May 27th, 2009 No comments

I just watched the 5/16 episode of Theater Talk with Angela Lansbury. During the interview she was asked about her role as the mother, Queen of Diamonds, in the 1962 classic version of The Manchurian Candidate; in a follow up question she was asked if she had seen the remake and her opinion–she replied “yes” and “no.” Lansbury said the acting, etc., was great, but how can you have any interest when you already know what the “secret is?”theatertalk

I had to laugh to myself because, being as ‘stuck’ as I am with Oedipus on the brain right now, that is sort of the crux of Oedipus: that everyone knows what the secret is (except the characters in the play) and the dramatic irony makes it all the more powerful.

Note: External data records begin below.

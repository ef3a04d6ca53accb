//! Parser for the edit command: a target index followed by any combination of
//! prefixed field updates.

use super::{parse_index_preamble, parse_tags_for_edit, verify_no_duplicates};
use crate::descriptor::EditPersonDescriptor;
use crate::error::ParseError;
use crate::fields::{Address, Email, Index, InterviewDate, Name, Phone};
use crate::syntax::prefix::{self, Prefix};
use crate::syntax::tokenizer::tokenize;
use rolo_diagnostics::codes;
use serde::Serialize;

/// Canonical usage line for the edit command.
pub const USAGE: &str = "edit INDEX [n/NAME] [p/PHONE] [e/EMAIL] [a/ADDRESS] [d/DATE] [t/TAG]...";

/// Message for a well-formed edit that changes nothing.
pub const MESSAGE_NOT_EDITED: &str = "at least one field to edit must be provided";

const RECOGNIZED: &[Prefix] = &[
    prefix::NAME,
    prefix::PHONE,
    prefix::EMAIL,
    prefix::ADDRESS,
    prefix::DATE,
    prefix::TAG,
];

/// Free-text fields may occur at most once; tags are repeatable.
const SINGLETON: &[Prefix] = &[
    prefix::NAME,
    prefix::PHONE,
    prefix::EMAIL,
    prefix::ADDRESS,
    prefix::DATE,
];

/// A parsed edit command: which record to change and the validated edits.
#[derive(Debug, Clone, PartialEq, Eq, Serialize)]
pub struct EditRequest {
    /// The 1-based target record index.
    pub index: Index,
    /// The fields to change, frozen at parse time.
    pub edits: EditPersonDescriptor,
}

/// Parse the raw argument tail of an edit command.
pub fn parse(input: &str) -> Result<EditRequest, ParseError> {
    let map = tokenize(input, RECOGNIZED);
    verify_no_duplicates(&map, SINGLETON)?;
    let index = parse_index_preamble(&map, USAGE)?;

    let mut edits = EditPersonDescriptor::default();
    if let Some(v) = map.value_of(prefix::NAME) {
        edits = edits.with_name(Name::parse(&v.text).map_err(|e| e.with_span(v.span))?);
    }
    if let Some(v) = map.value_of(prefix::PHONE) {
        edits = edits.with_phone(Phone::parse(&v.text).map_err(|e| e.with_span(v.span))?);
    }
    if let Some(v) = map.value_of(prefix::EMAIL) {
        edits = edits.with_email(Email::parse(&v.text).map_err(|e| e.with_span(v.span))?);
    }
    if let Some(v) = map.value_of(prefix::ADDRESS) {
        edits = edits.with_address(Address::parse(&v.text).map_err(|e| e.with_span(v.span))?);
    }
    if let Some(v) = map.value_of(prefix::DATE) {
        edits =
            edits.with_interview_date(InterviewDate::parse(&v.text).map_err(|e| e.with_span(v.span))?);
    }
    if let Some(tags) = parse_tags_for_edit(&map)? {
        edits = edits.with_tags(tags);
    }

    if !edits.edits_anything() {
        return Err(ParseError::new(codes::NOTHING_EDITED, MESSAGE_NOT_EDITED));
    }
    Ok(EditRequest { index, edits })
}
//! Diagnostic ID constants.
//!
//! Use these instead of string literals to get compile-time typo detection
//! and IDE autocomplete. Codes are stable: tooling may match on them.
//!
//! Numbering: `RLO1xxx` for command-shape failures detected by the parsers,
//! `RLO2xxx` for per-field constraint violations.

/// Command arguments do not match the command's expected shape; the message
/// carries the command's usage string.
pub const INVALID_FORMAT: &str = "RLO1001";

/// The positional preamble is not a positive integer index.
pub const INVALID_INDEX: &str = "RLO1002";

/// The positional index is numerically valid but too large to represent.
pub const INDEX_OUT_OF_RANGE: &str = "RLO1003";

/// A single-valued prefix was supplied more than once.
pub const DUPLICATE_PREFIX: &str = "RLO1004";

/// An edit-style command supplied no fields to change.
pub const NOTHING_EDITED: &str = "RLO1005";

/// An add-style command is missing one or more mandatory prefixes.
pub const MISSING_FIELD: &str = "RLO1006";

/// Name value violates the name constraint.
pub const INVALID_NAME: &str = "RLO2001";

/// Phone value violates the phone constraint.
pub const INVALID_PHONE: &str = "RLO2002";

/// Email value violates the email constraint.
pub const INVALID_EMAIL: &str = "RLO2003";

/// Address value violates the address constraint.
pub const INVALID_ADDRESS: &str = "RLO2004";

/// Tag value violates the tag constraint.
pub const INVALID_TAG: &str = "RLO2005";

/// Interview date value is not a valid calendar date.
pub const INVALID_DATE: &str = "RLO2006";

/// Every code the parsers can emit, in numbering order.
///
/// Kept in sync with the constants above; the `all_codes_have_explanations`
/// test walks this list.
pub const ALL: &[&str] = &[
    INVALID_FORMAT,
    INVALID_INDEX,
    INDEX_OUT_OF_RANGE,
    DUPLICATE_PREFIX,
    NOTHING_EDITED,
    MISSING_FIELD,
    INVALID_NAME,
    INVALID_PHONE,
    INVALID_EMAIL,
    INVALID_ADDRESS,
    INVALID_TAG,
    INVALID_DATE,
];
//! Validated field value types.
//!
//! Each type wraps a raw string (or date) that has passed its field-specific
//! syntactic constraint; invalid raw text never produces an instance, only a
//! [`ParseError`]. Validators are pure and referentially transparent —
//! revalidating the raw form of a validated value yields an equal value.

/// Interview date validation.
pub mod date;
/// Name, phone, email, address, and tag validation.
pub mod person;

pub use date::InterviewDate;
pub use person::{Address, Email, Name, Phone, Tag, parse_tags};

use crate::error::{ParseError, ctx};
use rolo_diagnostics::codes;
use serde::Serialize;
use std::fmt;

/// A validated 1-based record index.
///
/// Always ≥ 1 and representable; constructed only through [`Index::parse`].
#[derive(Debug, Clone, Copy, PartialEq, Eq, PartialOrd, Ord, Serialize)]
#[serde(transparent)]
pub struct Index {
    value: usize,
}

impl Index {
    /// Constraint message for a preamble that is not a positive integer.
    pub const MESSAGE: &'static str = "index must be a single positive integer";
    /// Constraint message for an index beyond the representable range.
    pub const MESSAGE_OUT_OF_RANGE: &'static str = "index exceeds the supported range";

    /// Validate raw text as a 1-based index.
    ///
    /// "Not a positive integer" and "out of representable range" are distinct
    /// failures: pure-digit text that overflows reports the range cause, any
    /// other shape (signs, spaces, zero, non-digits) reports the format cause.
    pub fn parse(raw: &str) -> Result<Self, ParseError> {
        let digits = raw.trim();
        if digits.is_empty() || !digits.bytes().all(|b| b.is_ascii_digit()) {
            return Err(ParseError::new(codes::INVALID_INDEX, Self::MESSAGE)
                .with_context(ctx!("value" => digits)));
        }
        match digits.parse::<usize>() {
            Ok(0) => Err(ParseError::new(codes::INVALID_INDEX, Self::MESSAGE)
                .with_context(ctx!("value" => digits))),
            Ok(value) => Ok(Self { value }),
            // all-digit text can only fail to parse by overflowing
            Err(_) => Err(
                ParseError::new(codes::INDEX_OUT_OF_RANGE, Self::MESSAGE_OUT_OF_RANGE)
                    .with_context(ctx!("value" => digits)),
            ),
        }
    }

    /// The index as the user typed it (1-based).
    pub fn one_based(self) -> usize {
        self.value
    }

    /// The index shifted for container access (0-based).
    pub fn zero_based(self) -> usize {
        self.value - 1
    }
}

impl fmt::Display for Index {
    fn fmt(&self, f: &mut fmt::Formatter<'_>) -> fmt::Result {
        write!(f, "{}", self.value)
    }
}
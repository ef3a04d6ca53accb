use super::prefix::Prefix;
use rolo_diagnostics::Span;

/// A captured argument value: trimmed text plus the byte span of that text in
/// the raw input.
///
/// An empty `text` means the prefix occurrence had no trailing text before the
/// next prefix or end of input — the edit-style commands use this deliberately
/// as the clear-all-tags sentinel. The span of an empty value is zero-width at
/// the position where a value would have started.
#[derive(Debug, Clone, PartialEq, Eq)]
pub struct ArgValue {
    /// The trimmed raw text. Validation is the field validators' job; no
    /// normalization beyond trimming happens here.
    pub text: String,
    /// Byte span of `text` in the original input.
    pub span: Span,
}

impl ArgValue {
    /// Capture `input[start..end]`, trimmed, with the span of the kept text.
    fn slice(input: &str, start: usize, end: usize) -> Self {
        let raw = &input[start..end];
        let trimmed = raw.trim();
        if trimmed.is_empty() {
            return Self {
                text: String::new(),
                span: Span::empty(start),
            };
        }
        let lead = raw.len() - raw.trim_start().len();
        let s = start + lead;
        Self {
            text: trimmed.to_string(),
            span: Span::new(s, s + trimmed.len()),
        }
    }

    /// True when the captured text is empty.
    pub fn is_empty(&self) -> bool {
        self.text.is_empty()
    }
}

/// Maps each recognized prefix to the ordered sequence of values captured
/// after its occurrences, plus the positional preamble.
///
/// Built once per parse call and immutable afterwards. Every recognized
/// prefix owns an entry even when absent from the input (empty sequence), so
/// "absent" and "present with an empty value" stay distinguishable.
#[derive(Debug)]
pub struct ArgumentMultimap {
    preamble: ArgValue,
    entries: Vec<(Prefix, Vec<ArgValue>)>,
}

impl ArgumentMultimap {
    /// All text before the first recognized prefix occurrence, trimmed.
    pub fn preamble(&self) -> &ArgValue {
        &self.preamble
    }

    /// The values captured for `prefix`, in order of occurrence.
    ///
    /// Empty slice when the prefix is absent (or not recognized by the
    /// tokenize call that built this map).
    pub fn all_values(&self, prefix: Prefix) -> &[ArgValue] {
        self.entries
            .iter()
            .find(|(p, _)| *p == prefix)
            .map_or(&[], |(_, values)| values.as_slice())
    }

    /// The value of the last occurrence of `prefix`, if any.
    pub fn value_of(&self, prefix: Prefix) -> Option<&ArgValue> {
        self.all_values(prefix).last()
    }

    /// How many times `prefix` occurred.
    pub fn occurrences(&self, prefix: Prefix) -> usize {
        self.all_values(prefix).len()
    }
}

/// A located prefix occurrence, before value slicing.
struct PrefixHit {
    prefix: Prefix,
    start: usize,
    end: usize,
}

/// Tokenize `input` against the ordered list of prefixes recognized by the
/// calling command.
///
/// Single left-to-right pass, no backtracking. A prefix occurrence counts
/// only at a token boundary — byte 0 of the input or immediately after ASCII
/// whitespace — so prefix-shaped text inside a value (say a `p/` buried in an
/// address) stays part of that value rather than starting a new field. Text
/// before the first occurrence becomes the preamble; text between an
/// occurrence and the next (or end of input) becomes that occurrence's value.
///
/// All prefix markers are ASCII and byte offsets from `str::find` land on
/// UTF-8 boundaries, so the single-byte whitespace test before a hit cannot
/// misfire inside a multi-byte character.
pub fn tokenize(input: &str, prefixes: &[Prefix]) -> ArgumentMultimap {
    let mut hits: Vec<PrefixHit> = Vec::new();
    for &prefix in prefixes {
        let marker = prefix.as_str();
        let mut from = 0;
        while let Some(rel) = input[from..].find(marker) {
            let at = from + rel;
            if at == 0 || input.as_bytes()[at - 1].is_ascii_whitespace() {
                hits.push(PrefixHit {
                    prefix,
                    start: at,
                    end: at + marker.len(),
                });
            }
            from = at + marker.len();
        }
    }
    hits.sort_by_key(|h| h.start);

    let first = hits.first().map_or(input.len(), |h| h.start);
    let preamble = ArgValue::slice(input, 0, first);

    let mut entries: Vec<(Prefix, Vec<ArgValue>)> =
        prefixes.iter().map(|&p| (p, Vec::new())).collect();
    for (i, hit) in hits.iter().enumerate() {
        let end = hits.get(i + 1).map_or(input.len(), |next| next.start);
        let value = ArgValue::slice(input, hit.end, end);
        if let Some((_, values)) = entries.iter_mut().find(|(p, _)| *p == hit.prefix) {
            values.push(value);
        }
    }

    ArgumentMultimap { preamble, entries }
}
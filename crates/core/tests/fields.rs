//! Tests for the field validators.
//!
//! Each validator is a pure function from raw text to a validated value or a
//! coded failure; these tests pin the constraint rules, the failure codes,
//! and validation idempotence.

mod common;

use common::assert_code;
use rolo_core::fields::{
    Address, Email, Index, InterviewDate, Name, Phone, Tag, parse_tags,
};
use rolo_diagnostics::codes;

// ─── Index ───────────────────────────────────────────────────────────────────

#[test]
fn index_accepts_positive_integers() {
    assert_eq!(Index::parse("1").unwrap().one_based(), 1);
    assert_eq!(Index::parse("42").unwrap().one_based(), 42);
    assert_eq!(Index::parse("  7  ").unwrap().one_based(), 7);
    assert_eq!(Index::parse("3").unwrap().zero_based(), 2);
}

#[test]
fn index_rejects_non_numbers() {
    for raw in ["", "   ", "abc", "-5", "+3", "1.5", "1 trailing words", "1n"] {
        let err = assert_code(Index::parse(raw), codes::INVALID_INDEX);
        assert_eq!(err.message(), Index::MESSAGE);
    }
}

#[test]
fn index_rejects_zero() {
    assert_code(Index::parse("0"), codes::INVALID_INDEX);
}

#[test]
fn index_overflow_is_a_distinct_failure() {
    let err = assert_code(
        Index::parse("100000000000000000000000000000"),
        codes::INDEX_OUT_OF_RANGE,
    );
    assert_eq!(err.message(), Index::MESSAGE_OUT_OF_RANGE);
}

// ─── Name ────────────────────────────────────────────────────────────────────

#[test]
fn name_accepts_alphanumerics_and_spaces() {
    for raw in ["Amy Bee", "Capital Tan", "david roger jackson ray jr 2nd", "X"] {
        assert_eq!(Name::parse(raw).unwrap().as_str(), raw);
    }
}

#[test]
fn name_rejects_symbols_and_blanks() {
    for raw in ["", " ", "James&", "^", " leading space", "peter*"] {
        let err = assert_code(Name::parse(raw), codes::INVALID_NAME);
        assert_eq!(err.message(), Name::MESSAGE);
    }
}

// ─── Phone ───────────────────────────────────────────────────────────────────

#[test]
fn phone_accepts_digit_runs() {
    for raw in ["911", "91234567", "1234567890123456"] {
        assert_eq!(Phone::parse(raw).unwrap().as_str(), raw);
    }
}

#[test]
fn phone_rejects_bad_shapes() {
    for raw in ["", "91", "phone", "9011p041", "9312 1534", "12345678901234567"] {
        assert_code(Phone::parse(raw), codes::INVALID_PHONE);
    }
}

// ─── Email ───────────────────────────────────────────────────────────────────

#[test]
fn email_accepts_local_at_domain() {
    for raw in [
        "amy@example.com",
        "PeterJack_1190@example.com",
        "a.b+c-d@sub.example.co",
        "test@localhost12",
    ] {
        assert_eq!(Email::parse(raw).unwrap().as_str(), raw);
    }
}

#[test]
fn email_rejects_bad_shapes() {
    for raw in [
        "",
        "bob!yahoo",
        "@example.com",
        "peterjack@",
        "peterjack@x",
        "peter jack@example.com",
        "peterjack@exam ple.com",
    ] {
        assert_code(Email::parse(raw), codes::INVALID_EMAIL);
    }
}

// ─── Address ─────────────────────────────────────────────────────────────────

#[test]
fn address_accepts_any_non_blank_text() {
    for raw in ["Blk 456, Den Road, #01-355", "-", "a"] {
        assert_eq!(Address::parse(raw).unwrap().as_str(), raw);
    }
}

#[test]
fn address_rejects_blanks() {
    for raw in ["", "   "] {
        assert_code(Address::parse(raw), codes::INVALID_ADDRESS);
    }
}

// ─── Tag ─────────────────────────────────────────────────────────────────────

#[test]
fn tag_accepts_alphanumeric_tokens() {
    for raw in ["friend", "applicant2", "B"] {
        assert_eq!(Tag::parse(raw).unwrap().as_str(), raw);
    }
}

#[test]
fn tag_rejects_non_tokens() {
    for raw in ["", "hubby*", "two words", "t/"] {
        assert_code(Tag::parse(raw), codes::INVALID_TAG);
    }
}

#[test]
fn parse_tags_collapses_duplicates() {
    let tags = parse_tags(["friend", "colleague", "friend"]).unwrap();
    assert_eq!(tags.len(), 2);
}

#[test]
fn parse_tags_fails_on_first_invalid_member() {
    let err = assert_code(parse_tags(["friend", "bad tag", "also bad!"]), codes::INVALID_TAG);
    assert_eq!(err.context_get("value"), Some("bad tag"));
}

#[test]
fn parse_tags_of_nothing_is_the_empty_set() {
    assert!(parse_tags([]).unwrap().is_empty());
}

// ─── InterviewDate ───────────────────────────────────────────────────────────

#[test]
fn date_accepts_real_calendar_dates() {
    let d = InterviewDate::parse("2026-02-28").unwrap();
    assert_eq!(d.to_string(), "2026-02-28");
    // leap day
    assert!(InterviewDate::parse("2024-02-29").is_ok());
}

#[test]
fn date_rejects_impossible_and_misshapen_dates() {
    for raw in ["", "2026-02-30", "2025-13-01", "28/02/2026", "tomorrow"] {
        let err = assert_code(InterviewDate::parse(raw), codes::INVALID_DATE);
        assert_eq!(err.message(), InterviewDate::MESSAGE);
    }
}

// ─── Shared properties ───────────────────────────────────────────────────────

#[test]
fn validation_is_idempotent() {
    let name = Name::parse("Amy Bee").unwrap();
    assert_eq!(Name::parse(name.as_str()).unwrap(), name);
    let phone = Phone::parse("91234567").unwrap();
    assert_eq!(Phone::parse(phone.as_str()).unwrap(), phone);
    let email = Email::parse("amy@example.com").unwrap();
    assert_eq!(Email::parse(email.as_str()).unwrap(), email);
    let date = InterviewDate::parse("2026-01-15").unwrap();
    assert_eq!(InterviewDate::parse(&date.to_string()).unwrap(), date);
}

#[test]
fn constraint_errors_carry_the_offending_value() {
    let err = assert_code(Phone::parse("12ab"), codes::INVALID_PHONE);
    assert_eq!(err.context_get("value"), Some("12ab"));
}

#[test]
fn error_display_is_the_user_facing_message() {
    let err = Phone::parse("12ab").unwrap_err();
    assert_eq!(err.to_string(), Phone::MESSAGE);
}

In an article I just finished reading by John Belton, he remarks that the attitude, if you want to call it that, expressed by Ms. Lansbury, is precisely the modern problem, here Belton quotes Frederic Jameson, (“Reification” 132):

“Thus the detective novel, unlike Greek tragedy, is ‘read for the ending’–the bulk of the pages becoming sheer devalued means to an end–in this case, the solution–which is itself utterly insignificant.” In other words, withing the contemporary culture of mass consumption, narrative undergoes a process of materialization and reification which abstracts it from the Real, gives it an “unnaturality” (Jameson, “Reification” 132), and reduces it to the status of an instrument, rendering it dramatically different from earlier forms of popular culture, such as Greek tragedy, which were “organic expressions…of distinct social communities” (Jameson, “Reification” 134).

935

This made me think of cigarettes, which some cigarette companies characterized as nicotine delivery systems.

Thus, Belton writes:

Detective fiction…emerges as a much more mechanistic restructuring of the reading process whereby phenomena are reorganized into formulaic categories which reduce the complexity of experience to a series of delays, snares, equivocations, partial answers, suspended answers, and jamming actions.

935

Oedipus, by contrast, was meant to be “read” for its irony, for the “interplay of various levels of knowledge (that of the audience, that of Oedipus)” 934 etc. Not for the end in-and-of-itself.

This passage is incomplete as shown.